Co-Authored-By: Claude Opus 4.7 (1M context) <noreply@anthropic.com>
Author
Collaborator

All three points addressed in f68ab3c:

  • 🔴 containers-smoke → uses claude --version now; verified against claude-hooks-dev (outputs 2.1.114 (Claude Code)).
  • 🟡 agent-plugins-install inner script → set -eo pipefail so a failed claude plugin install | tail -1 exits non-zero; confirmed the pipeline now propagates failures.
  • Dockerfile header → points at @anthropic-ai/claude-code-linux-x64 (the per-platform package).

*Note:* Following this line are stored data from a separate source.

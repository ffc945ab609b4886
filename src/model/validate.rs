//! Structural model validation.
//!
//! All findings are accumulated and reported together; the caller decides
//! whether any of them abort the compile.

use std::collections::HashSet;

use super::{math, units, Model, VariableRef};
use crate::error::Issue;

/// Validate a model, returning every structural issue found.
///
/// Checks:
/// - model, component, and variable naming (presence and uniqueness)
/// - units references resolve to a standard unit or a model units entry
/// - units entries are unique and do not shadow standard units
/// - equivalences connect two existing, public variables of two different
///   components
/// - equations assign to a variable of their component and only annotate
///   known units
pub fn validate(model: &Model) -> Vec<Issue> {
    let mut issues = Vec::new();

    if model.name().is_empty() {
        issues.push(Issue::new("model has no name"));
    }

    let mut seen_units: HashSet<&str> = HashSet::new();
    for entry in model.units() {
        if units::is_standard_unit(&entry.name) {
            issues.push(Issue::new(format!(
                "units '{}' shadows a standard unit",
                entry.name
            )));
        }
        if !seen_units.insert(&entry.name) {
            issues.push(Issue::new(format!(
                "units '{}' is defined more than once in the model",
                entry.name
            )));
        }
    }

    let mut seen_components: HashSet<&str> = HashSet::new();
    for component in model.components() {
        if !seen_components.insert(component.name()) {
            issues.push(Issue::new(format!(
                "component '{}' is defined more than once in the model",
                component.name()
            )));
        }

        let mut seen_variables: HashSet<&str> = HashSet::new();
        for variable in component.variables() {
            if !seen_variables.insert(&variable.name) {
                issues.push(Issue::new(format!(
                    "variable '{}' is defined more than once in component '{}'",
                    variable.name,
                    component.name()
                )));
            }
            if variable.units.is_empty() {
                issues.push(Issue::new(format!(
                    "variable '{}' in component '{}' has no units",
                    variable.name,
                    component.name()
                )));
            } else if !units_known(model, &variable.units) {
                issues.push(Issue::new(format!(
                    "units '{}' referenced by variable '{}' in component '{}' are not defined in the model",
                    variable.units,
                    variable.name,
                    component.name()
                )));
            }
        }

        for equation in component.math() {
            match math::assigned_variable(equation) {
                Some(lhs) if component.has_variable(lhs) => {}
                Some(lhs) => issues.push(Issue::new(format!(
                    "equation in component '{}' assigns to '{lhs}', which is not a variable of the component",
                    component.name()
                ))),
                None => issues.push(Issue::new(format!(
                    "equation '{equation}' in component '{}' is not an assignment to a variable",
                    component.name()
                ))),
            }
            for name in math::referenced_units(equation) {
                if !units_known(model, &name) {
                    issues.push(Issue::new(format!(
                        "units '{name}' annotated in an equation of component '{}' are not defined in the model",
                        component.name()
                    )));
                }
            }
        }
    }

    for eq in model.equivalences() {
        check_endpoint(model, &eq.a, &mut issues);
        check_endpoint(model, &eq.b, &mut issues);
        if eq.a.component == eq.b.component {
            issues.push(Issue::new(format!(
                "equivalence between '{}' and '{}' connects variables of the same component",
                eq.a, eq.b
            )));
        }
    }

    issues
}

fn units_known(model: &Model, name: &str) -> bool {
    units::is_standard_unit(name) || model.has_units(name)
}

fn check_endpoint(model: &Model, endpoint: &VariableRef, issues: &mut Vec<Issue>) {
    let Some(component) = model.component(&endpoint.component) else {
        issues.push(Issue::new(format!(
            "equivalence references unknown component '{}'",
            endpoint.component
        )));
        return;
    };
    let Some(variable) = component.variable(&endpoint.variable) else {
        issues.push(Issue::new(format!(
            "equivalence references unknown variable '{endpoint}'"
        )));
        return;
    };
    if !variable.interface.is_public() {
        issues.push(Issue::new(format!(
            "equivalence references non-public variable '{endpoint}'"
        )));
    }
}

#[cfg(test)]
mod tests {
    use super::*;
    use crate::model::{Component, UnitTerm, Units, Variable};

    fn base_model() -> Model {
        let mut model = Model::new("m");
        let mut comp = Component::new("artery");
        comp.add_variable(Variable::public("flow", "ml_per_s"));
        comp.add_variable(Variable::new("resistance", "second"));
        model.add_component(comp);
        model.add_units(Units::defined(
            "ml_per_s",
            vec![UnitTerm::of("litre"), UnitTerm {
                exponent: -1.0,
                ..UnitTerm::of("second")
            }],
        ));
        model
    }

    #[test]
    fn test_valid_model_has_no_issues() {
        assert!(validate(&base_model()).is_empty());
    }

    #[test]
    fn test_unknown_units_reported() {
        let mut model = base_model();
        model
            .component_mut("artery")
            .unwrap()
            .add_variable(Variable::new("p", "mmHg"));
        let issues = validate(&model);
        assert_eq!(issues.len(), 1);
        assert!(issues[0].description.contains("units 'mmHg'"));
    }

    #[test]
    fn test_duplicate_units_reported() {
        let mut model = base_model();
        model.add_units(Units::imported("ml_per_s", "lib.xml", "ml_per_s"));
        let issues = validate(&model);
        assert!(issues
            .iter()
            .any(|i| i.description.contains("defined more than once in the model")));
    }

    #[test]
    fn test_standard_unit_shadowing_reported() {
        let mut model = base_model();
        model.add_units(Units::defined("second", vec![]));
        let issues = validate(&model);
        assert!(issues.iter().any(|i| i.description.contains("shadows a standard unit")));
    }

    #[test]
    fn test_equivalence_endpoints_checked() {
        let mut model = base_model();
        let mut other = Component::new("vein");
        other.add_variable(Variable::public("flow", "ml_per_s"));
        model.add_component(other);

        // fine: two public variables of two components
        model.add_equivalence(
            VariableRef::new("artery", "flow"),
            VariableRef::new("vein", "flow"),
        );
        assert!(validate(&model).is_empty());

        // non-public endpoint
        model.add_equivalence(
            VariableRef::new("artery", "resistance"),
            VariableRef::new("vein", "flow"),
        );
        // unknown component and same-component pair
        model.add_equivalence(
            VariableRef::new("nerve", "x"),
            VariableRef::new("artery", "flow"),
        );
        model.add_equivalence(
            VariableRef::new("artery", "flow"),
            VariableRef::new("artery", "flow"),
        );

        let issues = validate(&model);
        assert!(issues.iter().any(|i| i.description.contains("non-public")));
        assert!(issues.iter().any(|i| i.description.contains("unknown component 'nerve'")));
        assert!(issues
            .iter()
            .any(|i| i.description.contains("same component")));
    }

    #[test]
    fn test_equation_checks() {
        let mut model = base_model();
        let comp = model.component_mut("artery").unwrap();
        comp.append_math("flow = resistance * 2{ml_per_s}");
        comp.append_math("missing = 1");
        comp.append_math("not an equation");
        comp.append_math("flow = 3{undefined_units}");

        let issues = validate(&model);
        assert!(issues.iter().any(|i| i.description.contains("assigns to 'missing'")));
        assert!(issues
            .iter()
            .any(|i| i.description.contains("not an assignment")));
        assert!(issues
            .iter()
            .any(|i| i.description.contains("units 'undefined_units' annotated")));
        assert_eq!(issues.len(), 3);
    }
}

scripts/smoke-creds.sh still 33 passed, 0 failed. Ready for re-review.

All three points addressed in `f68ab3c`: - 🔴 `containers-smoke` → uses `claude --version` now; verified against `claude-hooks-dev` (outputs `2.1.114 (Claude Code)`). - 🟡 `agent-plugins-install` inner script → `set -eo pipefail` so a failed `claude plugin install | tail -1` exits non-zero; confirmed the pipeline now propagates failures. - ⚪ Dockerfile header → points at `@anthropic-ai/claude-code-linux-x64` (the per-platform package). `scripts/smoke-creds.sh` still 33 passed, 0 failed. Ready for re-review.
reviewer requested changes 2026-04-19 19:01:13 +00:00
Dismissed
reviewer left a comment

Review — REQUEST_CHANGES

CI was still running at review time (run #183, commit f68ab3c, job "fix(review): address PR #98 review") — push any trivial change (or wait) and I will re-review when it completes.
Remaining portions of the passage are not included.